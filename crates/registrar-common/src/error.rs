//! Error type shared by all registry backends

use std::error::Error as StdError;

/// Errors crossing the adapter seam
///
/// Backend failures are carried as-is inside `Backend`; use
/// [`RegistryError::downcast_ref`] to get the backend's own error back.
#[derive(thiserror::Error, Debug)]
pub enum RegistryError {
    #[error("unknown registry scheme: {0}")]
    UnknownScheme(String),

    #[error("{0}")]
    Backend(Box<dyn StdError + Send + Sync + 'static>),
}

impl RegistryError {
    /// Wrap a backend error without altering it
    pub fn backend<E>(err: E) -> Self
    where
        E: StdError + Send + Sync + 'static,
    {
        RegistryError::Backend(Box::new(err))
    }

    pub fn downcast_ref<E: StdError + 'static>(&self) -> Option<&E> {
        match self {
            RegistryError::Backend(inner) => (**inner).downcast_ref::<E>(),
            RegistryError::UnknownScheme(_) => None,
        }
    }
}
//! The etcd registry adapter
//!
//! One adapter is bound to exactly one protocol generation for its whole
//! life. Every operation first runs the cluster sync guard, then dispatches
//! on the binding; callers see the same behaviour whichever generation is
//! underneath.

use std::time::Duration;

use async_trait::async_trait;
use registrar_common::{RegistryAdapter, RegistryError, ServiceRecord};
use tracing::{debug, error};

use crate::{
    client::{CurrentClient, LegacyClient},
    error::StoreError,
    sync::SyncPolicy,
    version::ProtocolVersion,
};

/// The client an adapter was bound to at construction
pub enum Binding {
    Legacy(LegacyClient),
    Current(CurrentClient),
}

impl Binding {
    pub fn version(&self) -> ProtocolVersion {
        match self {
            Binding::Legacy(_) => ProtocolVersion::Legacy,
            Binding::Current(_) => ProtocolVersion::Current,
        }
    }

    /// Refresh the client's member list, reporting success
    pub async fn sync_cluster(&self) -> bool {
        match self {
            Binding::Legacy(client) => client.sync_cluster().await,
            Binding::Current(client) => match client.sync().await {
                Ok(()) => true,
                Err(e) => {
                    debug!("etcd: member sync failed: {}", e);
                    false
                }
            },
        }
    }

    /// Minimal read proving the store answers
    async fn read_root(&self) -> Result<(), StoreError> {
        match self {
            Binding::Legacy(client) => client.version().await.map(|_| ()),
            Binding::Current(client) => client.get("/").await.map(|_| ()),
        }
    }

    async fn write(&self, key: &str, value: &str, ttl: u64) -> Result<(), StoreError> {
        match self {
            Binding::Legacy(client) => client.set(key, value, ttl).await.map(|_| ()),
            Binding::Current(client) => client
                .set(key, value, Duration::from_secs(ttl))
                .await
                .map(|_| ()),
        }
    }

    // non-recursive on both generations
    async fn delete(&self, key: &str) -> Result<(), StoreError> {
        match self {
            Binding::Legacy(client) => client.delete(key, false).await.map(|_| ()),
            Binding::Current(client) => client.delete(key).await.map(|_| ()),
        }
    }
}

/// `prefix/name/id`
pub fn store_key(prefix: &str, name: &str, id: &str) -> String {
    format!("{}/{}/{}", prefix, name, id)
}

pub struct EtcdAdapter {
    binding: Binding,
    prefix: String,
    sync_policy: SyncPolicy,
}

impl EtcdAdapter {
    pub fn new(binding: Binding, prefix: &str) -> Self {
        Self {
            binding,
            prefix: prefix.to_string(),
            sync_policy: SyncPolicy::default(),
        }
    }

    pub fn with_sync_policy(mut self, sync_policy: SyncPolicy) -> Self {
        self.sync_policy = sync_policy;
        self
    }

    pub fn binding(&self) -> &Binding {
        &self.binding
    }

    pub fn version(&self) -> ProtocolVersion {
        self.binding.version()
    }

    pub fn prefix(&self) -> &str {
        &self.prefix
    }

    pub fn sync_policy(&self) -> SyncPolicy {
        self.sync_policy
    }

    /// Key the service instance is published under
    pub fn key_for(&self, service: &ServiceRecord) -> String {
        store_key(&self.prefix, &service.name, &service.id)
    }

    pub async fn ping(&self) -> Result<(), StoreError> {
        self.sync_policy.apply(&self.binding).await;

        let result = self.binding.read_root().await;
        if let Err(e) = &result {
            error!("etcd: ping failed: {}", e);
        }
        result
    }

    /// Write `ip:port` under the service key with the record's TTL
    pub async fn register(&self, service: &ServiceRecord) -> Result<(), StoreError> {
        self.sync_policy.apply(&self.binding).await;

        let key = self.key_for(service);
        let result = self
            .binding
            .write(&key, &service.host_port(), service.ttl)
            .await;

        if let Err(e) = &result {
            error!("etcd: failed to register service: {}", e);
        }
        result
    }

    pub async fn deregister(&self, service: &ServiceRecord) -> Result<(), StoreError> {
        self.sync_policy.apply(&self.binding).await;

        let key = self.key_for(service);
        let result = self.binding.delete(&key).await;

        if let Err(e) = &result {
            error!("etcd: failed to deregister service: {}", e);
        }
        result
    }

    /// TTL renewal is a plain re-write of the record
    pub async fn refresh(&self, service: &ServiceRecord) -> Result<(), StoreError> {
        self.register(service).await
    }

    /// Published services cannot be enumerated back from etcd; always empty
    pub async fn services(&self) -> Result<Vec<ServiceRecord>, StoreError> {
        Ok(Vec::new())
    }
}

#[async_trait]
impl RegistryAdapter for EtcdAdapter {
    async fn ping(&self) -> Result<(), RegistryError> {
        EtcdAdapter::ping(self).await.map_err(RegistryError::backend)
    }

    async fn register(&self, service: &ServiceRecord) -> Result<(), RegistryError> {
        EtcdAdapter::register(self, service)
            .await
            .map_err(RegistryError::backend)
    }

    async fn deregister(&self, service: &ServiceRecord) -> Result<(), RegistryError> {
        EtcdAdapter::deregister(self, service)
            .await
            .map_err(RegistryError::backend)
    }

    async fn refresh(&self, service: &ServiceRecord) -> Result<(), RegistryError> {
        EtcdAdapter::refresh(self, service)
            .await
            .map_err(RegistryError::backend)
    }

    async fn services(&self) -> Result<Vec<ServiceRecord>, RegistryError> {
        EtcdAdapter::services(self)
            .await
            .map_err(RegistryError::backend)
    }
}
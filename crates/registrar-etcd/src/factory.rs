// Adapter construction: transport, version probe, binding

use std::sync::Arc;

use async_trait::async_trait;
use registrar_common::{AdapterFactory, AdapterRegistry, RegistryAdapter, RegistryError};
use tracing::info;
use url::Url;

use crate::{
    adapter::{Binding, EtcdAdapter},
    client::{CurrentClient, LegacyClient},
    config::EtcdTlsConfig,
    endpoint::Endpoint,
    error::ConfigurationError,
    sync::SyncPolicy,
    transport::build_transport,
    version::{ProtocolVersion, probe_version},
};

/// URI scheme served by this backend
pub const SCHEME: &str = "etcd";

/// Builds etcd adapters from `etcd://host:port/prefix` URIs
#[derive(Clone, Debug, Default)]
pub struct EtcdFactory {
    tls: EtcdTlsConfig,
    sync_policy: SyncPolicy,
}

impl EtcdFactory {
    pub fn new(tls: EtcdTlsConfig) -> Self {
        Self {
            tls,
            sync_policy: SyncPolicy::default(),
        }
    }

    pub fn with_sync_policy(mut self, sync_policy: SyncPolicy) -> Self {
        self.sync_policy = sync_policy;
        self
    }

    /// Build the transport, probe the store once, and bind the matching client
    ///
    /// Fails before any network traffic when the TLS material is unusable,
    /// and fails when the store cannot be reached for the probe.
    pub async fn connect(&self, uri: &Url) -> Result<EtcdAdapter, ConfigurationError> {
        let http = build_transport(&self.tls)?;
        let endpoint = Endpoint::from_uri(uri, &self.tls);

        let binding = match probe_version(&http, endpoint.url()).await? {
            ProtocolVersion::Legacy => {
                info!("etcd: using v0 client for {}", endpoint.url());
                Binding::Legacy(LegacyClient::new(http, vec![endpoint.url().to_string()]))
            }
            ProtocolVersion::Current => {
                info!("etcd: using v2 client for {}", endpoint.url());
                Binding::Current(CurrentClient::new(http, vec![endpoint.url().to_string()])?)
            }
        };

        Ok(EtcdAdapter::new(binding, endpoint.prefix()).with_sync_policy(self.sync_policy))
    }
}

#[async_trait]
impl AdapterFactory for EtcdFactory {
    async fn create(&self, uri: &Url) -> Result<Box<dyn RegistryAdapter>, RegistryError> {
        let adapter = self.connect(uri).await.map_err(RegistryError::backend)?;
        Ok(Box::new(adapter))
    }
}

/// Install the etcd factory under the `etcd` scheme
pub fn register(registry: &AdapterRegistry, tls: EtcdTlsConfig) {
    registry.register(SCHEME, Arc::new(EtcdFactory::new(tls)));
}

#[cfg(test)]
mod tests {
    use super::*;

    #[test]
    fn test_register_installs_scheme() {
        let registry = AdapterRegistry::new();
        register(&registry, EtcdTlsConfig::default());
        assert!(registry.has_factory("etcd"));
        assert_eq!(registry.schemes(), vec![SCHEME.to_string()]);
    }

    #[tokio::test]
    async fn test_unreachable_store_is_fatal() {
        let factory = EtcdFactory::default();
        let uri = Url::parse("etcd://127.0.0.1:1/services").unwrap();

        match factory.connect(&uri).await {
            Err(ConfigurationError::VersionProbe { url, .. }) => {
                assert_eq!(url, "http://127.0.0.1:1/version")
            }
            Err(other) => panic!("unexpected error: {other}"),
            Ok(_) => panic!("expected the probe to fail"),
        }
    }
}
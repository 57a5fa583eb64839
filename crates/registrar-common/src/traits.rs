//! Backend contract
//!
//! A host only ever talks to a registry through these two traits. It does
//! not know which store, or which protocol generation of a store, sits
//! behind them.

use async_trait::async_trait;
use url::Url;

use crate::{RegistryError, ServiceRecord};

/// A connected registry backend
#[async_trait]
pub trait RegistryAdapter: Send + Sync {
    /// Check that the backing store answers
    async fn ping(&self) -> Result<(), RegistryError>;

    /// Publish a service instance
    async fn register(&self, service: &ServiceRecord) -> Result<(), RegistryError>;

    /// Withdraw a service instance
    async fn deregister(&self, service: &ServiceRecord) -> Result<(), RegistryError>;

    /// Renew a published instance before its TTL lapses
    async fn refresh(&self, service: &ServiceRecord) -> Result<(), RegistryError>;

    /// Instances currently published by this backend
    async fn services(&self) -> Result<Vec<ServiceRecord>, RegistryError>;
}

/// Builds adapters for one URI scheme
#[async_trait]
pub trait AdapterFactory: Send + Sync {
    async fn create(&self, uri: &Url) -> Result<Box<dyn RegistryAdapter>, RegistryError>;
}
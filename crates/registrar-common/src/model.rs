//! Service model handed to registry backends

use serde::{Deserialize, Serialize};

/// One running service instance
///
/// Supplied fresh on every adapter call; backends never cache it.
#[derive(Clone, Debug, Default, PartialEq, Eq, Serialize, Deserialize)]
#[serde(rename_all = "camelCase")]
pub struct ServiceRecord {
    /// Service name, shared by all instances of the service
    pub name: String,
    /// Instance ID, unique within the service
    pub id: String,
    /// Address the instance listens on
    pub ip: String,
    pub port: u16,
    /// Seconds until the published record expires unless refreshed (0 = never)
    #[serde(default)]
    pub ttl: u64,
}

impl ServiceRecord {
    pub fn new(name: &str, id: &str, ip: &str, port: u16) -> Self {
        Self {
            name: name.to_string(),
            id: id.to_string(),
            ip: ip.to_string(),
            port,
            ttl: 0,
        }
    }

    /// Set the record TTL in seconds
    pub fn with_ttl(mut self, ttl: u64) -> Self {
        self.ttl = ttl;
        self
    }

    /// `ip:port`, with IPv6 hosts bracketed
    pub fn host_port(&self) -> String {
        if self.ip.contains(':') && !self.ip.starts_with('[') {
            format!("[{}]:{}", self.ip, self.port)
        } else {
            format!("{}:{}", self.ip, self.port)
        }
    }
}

*Work instructions*:
Each line of the records that holds the word "info" should be copied out.

*Written reply*:
use tracing::info;
                info!("etcd: using v0 client for {}", endpoint.url());
                info!("etcd: using v2 client for {}", endpoint.url());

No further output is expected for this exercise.